It's been some time, every plant made it. But with the weather being extremly bad most of the time they are kind of late this year. It's finally getting warmer and most of all sunny. I've given away some of them which leaves: 2x Carolina Reaper, 1x Trinidad Scorpion, 3x Habanero, 2x Ají dulce, 1x Fatalii. And a pot with two more plants that I forgot to label. Chili surprise. Should be a Fatalii and an Ají dulce, but who knows.
The fastest one is, as always, the Fatalii. It's the first one with a green and growing fruit. Now that the sun is out more often the Carolina Reapers also decided not to drop their petals anymore, but to start converting them into… well, let's call them flaming fruits of fiery doom.
I have also brought one more contender: Bishop's crown. I had them once as pickled chilies and they were absolutely fantastic. Extremly fruity and sweet, but rather mild. It's probably too late for this year, but other plants grew perfectly fine indoors during winter, so it may work out just fine.
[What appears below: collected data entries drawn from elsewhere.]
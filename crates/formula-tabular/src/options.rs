use crate::error::TableResult;
use crate::paginate::PageSize;
use crate::sort::{SortColumn, SortDirection};
use serde::{Deserialize, Serialize};

/// Row height preset of the table panel.
#[derive(Clone, Copy, Debug, Default, PartialEq, Eq, Serialize, Deserialize)]
#[serde(rename_all = "camelCase")]
pub enum CellHeight {
    #[default]
    Sm,
    Md,
    Lg,
}

impl CellHeight {
    /// Row height in pixels.
    pub fn row_height(self) -> usize {
        match self {
            CellHeight::Sm => 36,
            CellHeight::Md => 42,
            CellHeight::Lg => 48,
        }
    }
}

/// A persisted sort entry of the panel (`{ "displayName": "cpu", "desc": true }`).
#[derive(Clone, Debug, PartialEq, Eq, Serialize, Deserialize)]
#[serde(rename_all = "camelCase")]
pub struct SortByField {
    pub display_name: String,
    #[serde(default, skip_serializing_if = "Option::is_none")]
    pub desc: Option<bool>,
}

/// Table panel options that drive sorting and pagination.
///
/// Unknown keys in the panel JSON (footer, cell options, ...) are ignored.
#[derive(Clone, Debug, PartialEq, Eq, Serialize, Deserialize)]
#[serde(rename_all = "camelCase", default)]
pub struct TableOptions {
    pub show_header: bool,
    pub cell_height: CellHeight,
    pub sort_by: Vec<SortByField>,
    pub enable_pagination: bool,
    /// Fixed page size; when unset, pages fit the available height.
    #[serde(skip_serializing_if = "Option::is_none")]
    pub rows_per_page: Option<usize>,
}

impl Default for TableOptions {
    fn default() -> Self {
        Self {
            show_header: true,
            cell_height: CellHeight::default(),
            sort_by: Vec::new(),
            enable_pagination: false,
            rows_per_page: None,
        }
    }
}

impl TableOptions {
    pub fn from_json(json: &str) -> TableResult<Self> {
        Ok(serde_json::from_str(json)?)
    }

    pub fn to_json(&self) -> TableResult<String> {
        Ok(serde_json::to_string(self)?)
    }

    pub fn sort_columns(&self) -> Vec<SortColumn> {
        self.sort_by
            .iter()
            .map(|s| SortColumn {
                key: s.display_name.clone(),
                direction: if s.desc.unwrap_or(false) {
                    SortDirection::Descending
                } else {
                    SortDirection::Ascending
                },
            })
            .collect()
    }

    /// Page size for a panel body of `available_height` pixels, or `None` when pagination is
    /// disabled.
    pub fn page_size(&self, available_height: usize) -> Option<PageSize> {
        if !self.enable_pagination {
            return None;
        }
        if let Some(n) = self.rows_per_page {
            return Some(PageSize::Fixed(n));
        }

        let row_height = self.cell_height.row_height();
        let header = if self.show_header { row_height } else { 0 };
        Some(PageSize::Fit {
            available_height: available_height.saturating_sub(header),
            row_height,
        })
    }
}

#[cfg(test)]
mod tests {
    use super::*;
    use crate::error::TableError;

    use pretty_assertions::assert_eq;

    #[test]
    fn parses_panel_options() {
        let options = TableOptions::from_json(
            r#"{
                "showHeader": true,
                "cellHeight": "md",
                "footer": { "show": false },
                "sortBy": [
                    { "displayName": "cpu", "desc": true },
                    { "displayName": "host" }
                ],
                "enablePagination": true
            }"#,
        )
        .unwrap();

        assert_eq!(options.cell_height, CellHeight::Md);
        assert_eq!(
            options.sort_columns(),
            vec![SortColumn::descending("cpu"), SortColumn::ascending("host")]
        );
    }

    #[test]
    fn empty_object_uses_defaults() {
        assert_eq!(TableOptions::from_json("{}").unwrap(), TableOptions::default());
    }

    #[test]
    fn malformed_json_is_an_options_error() {
        let err = TableOptions::from_json(r#"{"sortBy": 3}"#).unwrap_err();
        assert!(matches!(err, TableError::InvalidOptions(_)));
    }

    #[test]
    fn serializes_in_camel_case() {
        let options = TableOptions {
            sort_by: vec![SortByField {
                display_name: "cpu".to_string(),
                desc: Some(true),
            }],
            ..TableOptions::default()
        };
        let json = options.to_json().unwrap();
        assert!(json.contains(r#""sortBy":[{"displayName":"cpu","desc":true}]"#));
        assert_eq!(TableOptions::from_json(&json).unwrap(), options);
    }

    #[test]
    fn page_size_follows_pagination_settings() {
        let mut options = TableOptions::default();
        assert!(options.page_size(400).is_none());

        options.enable_pagination = true;
        // 400px minus a 36px header fits ten 36px rows.
        let rows = options.page_size(400).unwrap().resolve(&[]);
        assert_eq!(rows, 10);

        options.rows_per_page = Some(25);
        assert_eq!(options.page_size(400).unwrap().resolve(&[]), 25);
    }
}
Boom. I like boom… mostly. This must be the first, genuine, reproducible kernel panic I have had in a very long time! Some days ago I bought a Roccat Arvo gaming keyboard after my Logitech illuminated keyboard decided that it doesn't need the 'G' key anymore. Apparently a tiny plastic part broke that held the key in place. On ebay some sellers, more like scammers, sell "three key caps" for this exakt model. Turns out you get three random key caps. Hm, 105 keys, one broke, I get three random replacements. Do the math yourself. :)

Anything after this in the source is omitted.